* **ASSIGNMENT**
In the listing that follows, the lines starting at the one containing "GPU adapter can" and ending at the one containing "pub fn resize(&mut" are to be returned exactly, both boundary lines included, and no others.

* **THE DATA**
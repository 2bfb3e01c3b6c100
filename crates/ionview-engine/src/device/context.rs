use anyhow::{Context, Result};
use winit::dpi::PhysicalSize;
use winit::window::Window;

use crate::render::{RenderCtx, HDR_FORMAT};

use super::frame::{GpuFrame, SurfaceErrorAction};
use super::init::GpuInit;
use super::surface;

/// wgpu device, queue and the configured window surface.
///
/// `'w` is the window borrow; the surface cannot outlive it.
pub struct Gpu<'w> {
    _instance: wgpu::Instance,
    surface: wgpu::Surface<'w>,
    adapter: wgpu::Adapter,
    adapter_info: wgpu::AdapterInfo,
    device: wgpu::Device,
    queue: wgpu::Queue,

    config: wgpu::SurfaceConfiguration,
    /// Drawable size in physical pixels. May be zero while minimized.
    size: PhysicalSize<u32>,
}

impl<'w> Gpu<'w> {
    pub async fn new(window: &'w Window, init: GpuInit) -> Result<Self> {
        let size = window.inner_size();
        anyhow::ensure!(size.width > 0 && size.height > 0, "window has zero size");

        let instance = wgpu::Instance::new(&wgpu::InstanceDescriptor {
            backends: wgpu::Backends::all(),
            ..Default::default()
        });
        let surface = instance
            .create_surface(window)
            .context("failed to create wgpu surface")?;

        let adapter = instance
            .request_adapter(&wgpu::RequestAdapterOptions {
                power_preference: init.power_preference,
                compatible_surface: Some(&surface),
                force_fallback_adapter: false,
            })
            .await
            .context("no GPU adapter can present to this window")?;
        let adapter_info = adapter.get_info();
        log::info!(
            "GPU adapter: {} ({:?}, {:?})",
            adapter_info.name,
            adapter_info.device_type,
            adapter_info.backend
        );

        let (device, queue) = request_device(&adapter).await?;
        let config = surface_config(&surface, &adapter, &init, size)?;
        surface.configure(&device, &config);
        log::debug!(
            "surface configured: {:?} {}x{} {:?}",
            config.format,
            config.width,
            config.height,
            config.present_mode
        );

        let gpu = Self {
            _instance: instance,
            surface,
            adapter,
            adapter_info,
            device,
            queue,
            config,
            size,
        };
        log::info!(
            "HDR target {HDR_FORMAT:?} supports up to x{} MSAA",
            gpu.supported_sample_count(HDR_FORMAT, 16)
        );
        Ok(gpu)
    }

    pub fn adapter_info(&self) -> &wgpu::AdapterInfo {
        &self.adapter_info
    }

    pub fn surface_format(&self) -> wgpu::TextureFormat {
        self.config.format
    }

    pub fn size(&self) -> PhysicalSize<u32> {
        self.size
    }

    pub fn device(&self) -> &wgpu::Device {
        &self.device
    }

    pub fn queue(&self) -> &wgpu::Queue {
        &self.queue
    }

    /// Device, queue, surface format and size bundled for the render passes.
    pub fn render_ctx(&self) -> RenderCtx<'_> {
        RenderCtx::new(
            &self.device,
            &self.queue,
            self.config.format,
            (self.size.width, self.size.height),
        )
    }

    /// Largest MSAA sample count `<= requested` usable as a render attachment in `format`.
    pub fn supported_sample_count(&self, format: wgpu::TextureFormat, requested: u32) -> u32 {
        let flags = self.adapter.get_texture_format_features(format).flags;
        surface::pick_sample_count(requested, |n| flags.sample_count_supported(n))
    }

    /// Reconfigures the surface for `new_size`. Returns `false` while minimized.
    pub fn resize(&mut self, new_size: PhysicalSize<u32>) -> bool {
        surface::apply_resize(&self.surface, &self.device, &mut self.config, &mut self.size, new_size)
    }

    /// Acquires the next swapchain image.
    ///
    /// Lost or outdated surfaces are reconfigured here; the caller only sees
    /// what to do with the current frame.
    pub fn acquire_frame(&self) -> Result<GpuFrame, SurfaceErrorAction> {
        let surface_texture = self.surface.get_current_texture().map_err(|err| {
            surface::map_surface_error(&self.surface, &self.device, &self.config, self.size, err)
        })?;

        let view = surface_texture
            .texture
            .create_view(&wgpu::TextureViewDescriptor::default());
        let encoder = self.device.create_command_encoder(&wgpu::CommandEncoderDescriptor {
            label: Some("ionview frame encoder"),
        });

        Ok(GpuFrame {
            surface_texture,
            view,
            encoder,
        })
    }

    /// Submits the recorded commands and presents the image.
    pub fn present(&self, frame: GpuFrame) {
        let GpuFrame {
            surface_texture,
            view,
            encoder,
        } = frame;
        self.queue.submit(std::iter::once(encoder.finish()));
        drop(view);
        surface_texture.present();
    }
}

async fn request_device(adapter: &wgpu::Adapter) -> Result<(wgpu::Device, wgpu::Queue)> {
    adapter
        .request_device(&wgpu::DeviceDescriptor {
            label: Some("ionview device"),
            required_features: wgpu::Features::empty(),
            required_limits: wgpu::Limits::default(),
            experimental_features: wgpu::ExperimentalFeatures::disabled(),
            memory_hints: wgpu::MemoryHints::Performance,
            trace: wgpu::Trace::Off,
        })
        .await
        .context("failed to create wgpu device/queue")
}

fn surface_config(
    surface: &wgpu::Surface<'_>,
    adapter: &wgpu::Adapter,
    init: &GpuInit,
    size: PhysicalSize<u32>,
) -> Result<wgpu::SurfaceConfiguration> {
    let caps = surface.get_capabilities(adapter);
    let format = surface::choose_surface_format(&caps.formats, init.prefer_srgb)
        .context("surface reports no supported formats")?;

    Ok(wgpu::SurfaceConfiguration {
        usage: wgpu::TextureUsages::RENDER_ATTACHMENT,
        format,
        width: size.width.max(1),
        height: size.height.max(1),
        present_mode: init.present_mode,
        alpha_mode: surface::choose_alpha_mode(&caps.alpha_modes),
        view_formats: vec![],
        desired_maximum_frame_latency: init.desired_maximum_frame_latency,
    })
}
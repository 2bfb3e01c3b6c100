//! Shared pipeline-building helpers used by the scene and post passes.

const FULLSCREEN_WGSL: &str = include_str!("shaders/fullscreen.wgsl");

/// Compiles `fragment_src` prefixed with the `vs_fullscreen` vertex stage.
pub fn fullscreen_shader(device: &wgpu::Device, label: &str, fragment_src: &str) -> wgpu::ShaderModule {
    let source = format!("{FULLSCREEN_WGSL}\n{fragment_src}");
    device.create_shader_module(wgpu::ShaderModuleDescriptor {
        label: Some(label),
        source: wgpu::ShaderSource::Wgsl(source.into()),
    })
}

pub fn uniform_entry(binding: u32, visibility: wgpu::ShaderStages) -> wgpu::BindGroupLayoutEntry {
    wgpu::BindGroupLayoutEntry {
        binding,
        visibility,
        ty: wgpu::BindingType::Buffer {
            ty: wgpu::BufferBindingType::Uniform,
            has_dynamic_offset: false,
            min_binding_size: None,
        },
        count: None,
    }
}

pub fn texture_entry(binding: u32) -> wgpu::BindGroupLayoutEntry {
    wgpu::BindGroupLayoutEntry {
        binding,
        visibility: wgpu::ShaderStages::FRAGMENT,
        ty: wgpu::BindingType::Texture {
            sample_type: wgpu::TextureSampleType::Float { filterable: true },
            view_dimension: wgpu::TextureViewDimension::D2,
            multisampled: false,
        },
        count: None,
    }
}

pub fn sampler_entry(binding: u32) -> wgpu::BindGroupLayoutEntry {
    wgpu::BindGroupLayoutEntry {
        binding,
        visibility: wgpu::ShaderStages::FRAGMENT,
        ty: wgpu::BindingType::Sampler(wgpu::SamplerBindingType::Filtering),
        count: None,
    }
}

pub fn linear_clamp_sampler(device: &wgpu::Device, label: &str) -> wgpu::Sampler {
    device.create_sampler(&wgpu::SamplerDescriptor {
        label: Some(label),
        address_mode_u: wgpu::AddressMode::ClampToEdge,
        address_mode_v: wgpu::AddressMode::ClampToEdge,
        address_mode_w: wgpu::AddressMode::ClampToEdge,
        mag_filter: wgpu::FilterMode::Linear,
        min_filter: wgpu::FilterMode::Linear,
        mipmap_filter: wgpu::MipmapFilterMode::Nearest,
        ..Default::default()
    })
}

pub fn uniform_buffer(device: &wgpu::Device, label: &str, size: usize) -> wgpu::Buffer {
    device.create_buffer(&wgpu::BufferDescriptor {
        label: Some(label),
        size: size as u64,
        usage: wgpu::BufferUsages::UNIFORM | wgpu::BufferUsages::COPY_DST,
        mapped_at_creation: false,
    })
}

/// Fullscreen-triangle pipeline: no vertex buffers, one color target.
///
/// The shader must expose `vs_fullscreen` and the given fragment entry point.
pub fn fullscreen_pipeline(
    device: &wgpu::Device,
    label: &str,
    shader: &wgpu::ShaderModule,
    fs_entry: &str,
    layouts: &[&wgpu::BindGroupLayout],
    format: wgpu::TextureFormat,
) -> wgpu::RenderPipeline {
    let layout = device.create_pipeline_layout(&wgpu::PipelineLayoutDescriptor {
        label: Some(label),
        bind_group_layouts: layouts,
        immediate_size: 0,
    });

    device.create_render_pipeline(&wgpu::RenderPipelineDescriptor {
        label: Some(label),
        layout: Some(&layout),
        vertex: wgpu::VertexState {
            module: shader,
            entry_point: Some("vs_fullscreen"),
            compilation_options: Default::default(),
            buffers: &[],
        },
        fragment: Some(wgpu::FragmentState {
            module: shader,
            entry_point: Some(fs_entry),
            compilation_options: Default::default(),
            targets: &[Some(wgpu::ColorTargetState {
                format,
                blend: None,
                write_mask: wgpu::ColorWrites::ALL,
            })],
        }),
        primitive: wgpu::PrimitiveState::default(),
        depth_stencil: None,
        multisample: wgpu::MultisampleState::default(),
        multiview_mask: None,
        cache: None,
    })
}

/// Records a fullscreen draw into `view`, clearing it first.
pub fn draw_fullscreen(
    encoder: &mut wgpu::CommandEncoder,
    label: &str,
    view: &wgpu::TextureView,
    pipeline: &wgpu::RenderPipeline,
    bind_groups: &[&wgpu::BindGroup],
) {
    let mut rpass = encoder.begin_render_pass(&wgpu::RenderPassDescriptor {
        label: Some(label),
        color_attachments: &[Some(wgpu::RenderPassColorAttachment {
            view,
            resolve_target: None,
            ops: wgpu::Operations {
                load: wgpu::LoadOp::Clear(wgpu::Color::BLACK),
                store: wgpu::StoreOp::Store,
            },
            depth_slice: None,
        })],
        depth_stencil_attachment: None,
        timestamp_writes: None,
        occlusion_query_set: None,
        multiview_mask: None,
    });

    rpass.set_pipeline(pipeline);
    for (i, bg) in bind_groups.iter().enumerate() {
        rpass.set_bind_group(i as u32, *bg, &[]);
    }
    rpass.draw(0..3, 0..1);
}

* **SOLUTION TO THIS PROBLEM**
            .context("no GPU adapter can present to this window")?;
        let adapter_info = adapter.get_info();
        log::info!(
            "GPU adapter: {} ({:?}, {:?})",
            adapter_info.name,
            adapter_info.device_type,
            adapter_info.backend
        );

        let (device, queue) = request_device(&adapter).await?;
        let config = surface_config(&surface, &adapter, &init, size)?;
        surface.configure(&device, &config);
        log::debug!(
            "surface configured: {:?} {}x{} {:?}",
            config.format,
            config.width,
            config.height,
            config.present_mode
        );

        let gpu = Self {
            _instance: instance,
            surface,
            adapter,
            adapter_info,
            device,
            queue,
            config,
            size,
        };
        log::info!(
            "HDR target {HDR_FORMAT:?} supports up to x{} MSAA",
            gpu.supported_sample_count(HDR_FORMAT, 16)
        );
        Ok(gpu)
    }

    pub fn adapter_info(&self) -> &wgpu::AdapterInfo {
        &self.adapter_info
    }

    pub fn surface_format(&self) -> wgpu::TextureFormat {
        self.config.format
    }

    pub fn size(&self) -> PhysicalSize<u32> {
        self.size
    }

    pub fn device(&self) -> &wgpu::Device {
        &self.device
    }

    pub fn queue(&self) -> &wgpu::Queue {
        &self.queue
    }

    /// Device, queue, surface format and size bundled for the render passes.
    pub fn render_ctx(&self) -> RenderCtx<'_> {
        RenderCtx::new(
            &self.device,
            &self.queue,
            self.config.format,
            (self.size.width, self.size.height),
        )
    }

    /// Largest MSAA sample count `<= requested` usable as a render attachment in `format`.
    pub fn supported_sample_count(&self, format: wgpu::TextureFormat, requested: u32) -> u32 {
        let flags = self.adapter.get_texture_format_features(format).flags;
        surface::pick_sample_count(requested, |n| flags.sample_count_supported(n))
    }

    /// Reconfigures the surface for `new_size`. Returns `false` while minimized.
    pub fn resize(&mut self, new_size: PhysicalSize<u32>) -> bool {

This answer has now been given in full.